Les individus nés entre les années 1950 et 1970 semblent entrer dans ce que certains décrivent comme une « meilleure phase » de leur vie psychologique, une « apogée ». Cette constatation repose sur plusieurs travaux qui examinent les liens entre les modes de socialisation pendant l’enfance et le bien-être mental plus tard. À une époque où les adultes n’étaient pas omniprésents, ces générations auraient développé des compétences psychologiques particulières, utiles pour faire face aux défis d’aujourd’hui.
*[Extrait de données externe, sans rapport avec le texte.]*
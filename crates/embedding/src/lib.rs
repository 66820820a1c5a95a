//! Content-addressed, two-tier embedding cache with provider retry/backoff
//! (spec.md §4.5). The provider itself (an `embed(text[]) -> vector[]` HTTP
//! service) is an external collaborator (spec.md §1); this crate owns the
//! caching, batching, and retry policy around it.

mod cache;
mod cost;
mod error;
mod provider;

pub use cache::{EmbeddingCache, DEFAULT_EMBEDDING_BATCH_SIZE, DEFAULT_LRU_CAPACITY};
pub use cost::{estimate_tokens, per_million_rate, CostEstimate};
pub use error::{EmbeddingError, Result};
pub use provider::{EmbeddingProvider, HttpEmbeddingProvider, HttpEmbeddingProviderConfig, ProviderError};
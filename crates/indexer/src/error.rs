use thiserror::Error;

pub type Result<T> = std::result::Result<T, IndexerError>;

/// Error taxonomy for the indexer pipeline (spec.md §7). Per-file and
/// per-chunk errors never reach this type — they're contained as parse
/// failures inside `IndexResult`; only per-operation failures abort and
/// surface here.
#[derive(Error, Debug)]
pub enum IndexerError {
    /// *EmptyTreeError*: scan returned no files.
    #[error("tree scan produced no files to index")]
    EmptyTree,

    /// *NotIndexedError*: the tree has no collection yet.
    #[error("tree has not been indexed yet")]
    NotIndexed,

    /// *IOError* during scan or snapshot persistence (fatal, unlike
    /// per-file read failures during split, which are contained).
    #[error("I/O error: {0}")]
    Io(#[from] std::io::Error),

    #[error("embedding error: {0}")]
    Embedding(#[from] eidetic_embedding::EmbeddingError),

    #[error("vector store error: {0}")]
    VectorStore(#[from] eidetic_vectorstore::VectorStoreError),

    #[error("snapshot (de)serialization error: {0}")]
    Snapshot(#[from] serde_json::Error),
}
Ce que l’autonomie d’autrefois leur a apporté
Contrairement aux générations plus récentes, les personnes nées entre 1950 et 1970 ont grandi avec plus d’autonomie. Les enfants jouaient librement dans la rue, allaient seuls d’un point à un autre, discutaient entre eux et trouvaient des solutions improvisées aux petits problèmes quotidiens. Ces temps passés sans surveillance constante ont permis de forger une sensation clé : la croyance que l’on peut influer sur ce qui nous arrive.
Peter Gray, David Lancy et David Bjorklund, dans un article paru dans The Journal of Pediatrics, écrivent : « Jouer, se déplacer et prendre de petites décisions sans supervision constante aide à construire une sensation clé : croire que l’on peut influencer ce qui nous arrive. » Cette autonomie a sans doute favorisé une plus grande tolérance à la frustration et une meilleure capacité à gérer l’inconfort, l’attente, les erreurs et les conflits du quotidien.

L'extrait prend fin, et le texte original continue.